Мы постоянно вели разговоры — в Нью-Йорке, Варшаве и Беркли, куда она приезжала почти каждый год в качестве visiting professor. Но дружбой я бы это не назвал. Сомневаюсь, была ли Викта вообще способна на дружбу, любовь или какие бы то ни было чувства. Быть может, какое-нибудь событие сковало ее сердце льдом, а может, она такой уродилась. Она страдала от полного одиночества, которое, как я подозревал, было связано с ее сосредоточенностью на себе. Когда-то она была замужем, но не обмолвилась об этом ни словом. Ее остроумные замечания и сплетни производили такое впечатление, будто в ее памяти сохранилось всё довоенное кафе «Земянское» [141] . Она была на «ты» со скамандритами, но больше всех дружила с Юлеком, то есть Тувимом. Кроме того, у нее было совершенно варшавское чувство черного юмора.
141
«Малое Земянское» — варшавское кафе, в межвоенный период место встреч поэтов, писателей, художников и университетских профессоров. Его завсегдатаями были, в частности, Юлиан Тувим, Антоний Слонимский, Ян Лехонь.

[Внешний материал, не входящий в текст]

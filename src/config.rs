use crate::core::decision_log::DEFAULT_LOG_FILE;
use crate::core::error::{Error, Result};
use crate::core::loader::{DEFAULT_PACKETS_FILE, DEFAULT_RULES_FILE};
use crate::utils::get_data_dir;
use serde::{Deserialize, Serialize};
use std::path::{Path, PathBuf};

/// When to emit ANSI colors in terminal output
#[derive(
    Debug,
    Clone,
    Copy,
    Serialize,
    Deserialize,
    PartialEq,
    Eq,
    Default,
    strum::Display,
    clap::ValueEnum,
)]
#[serde(rename_all = "snake_case")]
pub enum ColorMode {
    /// Color only when stdout is a terminal
    #[default]
    #[strum(serialize = "auto")]
    Auto,
    #[strum(serialize = "always")]
    Always,
    #[strum(serialize = "never")]
    Never,
}

impl ColorMode {
    /// Resolves the mode against whether stdout is a terminal
    pub fn enabled(self, is_tty: bool) -> bool {
        match self {
            ColorMode::Auto => is_tty,
            ColorMode::Always => true,
            ColorMode::Never => false,
        }
    }
}

/// Input/output locations and output preferences for a simulation run
#[derive(Debug, Clone, Serialize, Deserialize, PartialEq, Eq)]
pub struct AppConfig {
    #[serde(default = "default_rules_path")]
    pub rules_path: PathBuf,
    #[serde(default = "default_packets_path")]
    pub packets_path: PathBuf,
    #[serde(default = "default_log_path")]
    pub log_path: PathBuf,
    #[serde(default)]
    pub color: ColorMode,
    /// Write a `.sha256` sidecar next to the decision log
    #[serde(default = "default_true")]
    pub write_checksum: bool,
    /// Record runs in the audit log (state directory)
    #[serde(default = "default_true")]
    pub audit_enabled: bool,
}

impl Default for AppConfig {
    fn default() -> Self {
        Self {
            rules_path: default_rules_path(),
            packets_path: default_packets_path(),
            log_path: default_log_path(),
            color: ColorMode::default(),
            write_checksum: true,
            audit_enabled: true,
        }
    }
}

fn default_rules_path() -> PathBuf {
    PathBuf::from(DEFAULT_RULES_FILE)
}

fn default_packets_path() -> PathBuf {
    PathBuf::from(DEFAULT_PACKETS_FILE)
}

fn default_log_path() -> PathBuf {
    PathBuf::from(DEFAULT_LOG_FILE)
}

fn default_true() -> bool {
    true
}

/// Default config location: `<data_dir>/config.json`
pub fn default_config_path() -> Option<PathBuf> {
    get_data_dir().map(|mut path| {
        path.push("config.json");
        path
    })
}

/// Loads the app config.
///
/// With an explicit `path`, a missing file yields defaults but an unreadable
/// or unparsable one is an error. Without one, `<data_dir>/config.json` is
/// tried and any problem falls back to defaults with a warning.
///
/// # Async
/// Uses `tokio::fs` for non-blocking I/O.
pub async fn load_config(path: Option<&Path>) -> Result<AppConfig> {
    if let Some(path) = path {
        return match tokio::fs::read_to_string(path).await {
            Ok(json) => serde_json::from_str(&json)
                .map_err(|e| Error::Config(format!("{}: {e}", path.display()))),
            Err(e) if e.kind() == std::io::ErrorKind::NotFound => Ok(AppConfig::default()),
            Err(e) => Err(Error::Config(format!("{}: {e}", path.display()))),
        };
    }

    if let Some(path) = default_config_path()
        && let Ok(json) = tokio::fs::read_to_string(&path).await
    {
        match serde_json::from_str::<AppConfig>(&json) {
            Ok(config) => return Ok(config),
            Err(e) => tracing::warn!("Ignoring invalid config {}: {}", path.display(), e),
        }
    }
    Ok(AppConfig::default())
}

/// Saves the app config to disk using an atomic write pattern.
/// 1. Creates the parent directory if needed.
/// 2. Writes to a temporary file.
/// 3. Sets restrictive permissions (0o600).
/// 4. Atomically renames to the target path.
///
/// # Async
/// Uses `tokio::fs` for non-blocking I/O.
pub async fn save_config(path: &Path, config: &AppConfig) -> std::io::Result<()> {
    let json = serde_json::to_string_pretty(config)?;

    if let Some(parent) = path.parent()
        && !parent.as_os_str().is_empty()
    {
        tokio::fs::create_dir_all(parent).await?;
    }

    let mut temp_path = path.as_os_str().to_owned();
    temp_path.push(".tmp");
    let temp_path = PathBuf::from(temp_path);

    #[cfg(unix)]
    {
        use tokio::fs::OpenOptions;
        use tokio::io::AsyncWriteExt;

        let mut file = OpenOptions::new()
            .create(true)
            .write(true)
            .truncate(true)
            .mode(0o600) // Set permissions BEFORE any data is written
            .open(&temp_path)
            .await?;

        file.write_all(json.as_bytes()).await?;
        file.sync_all().await?;
    }

    #[cfg(not(unix))]
    {
        use tokio::io::AsyncWriteExt;

        let mut file = tokio::fs::File::create(&temp_path).await?;
        file.write_all(json.as_bytes()).await?;
        file.sync_all().await?;
    }

    tokio::fs::rename(temp_path, path).await
}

Ее знания о двадцатом веке были на редкость обширны — ведь она познала две тоталитарные системы и пережила Катастрофу. Она путешествовала по всему миру и говорила на множестве языков. Вероятно, эти знания легли в основу ее мировоззрения, в котором не было места вере во что бы то ни было, как, впрочем, и надежде. Даже марксизм был для нее духовной роскошью, не говоря уже о религии. Викта исповедовала материализм, но не диалектический. И едва не сходила с ума от ужасающего одиночества, повторяя, что должна наконец покончить с собой.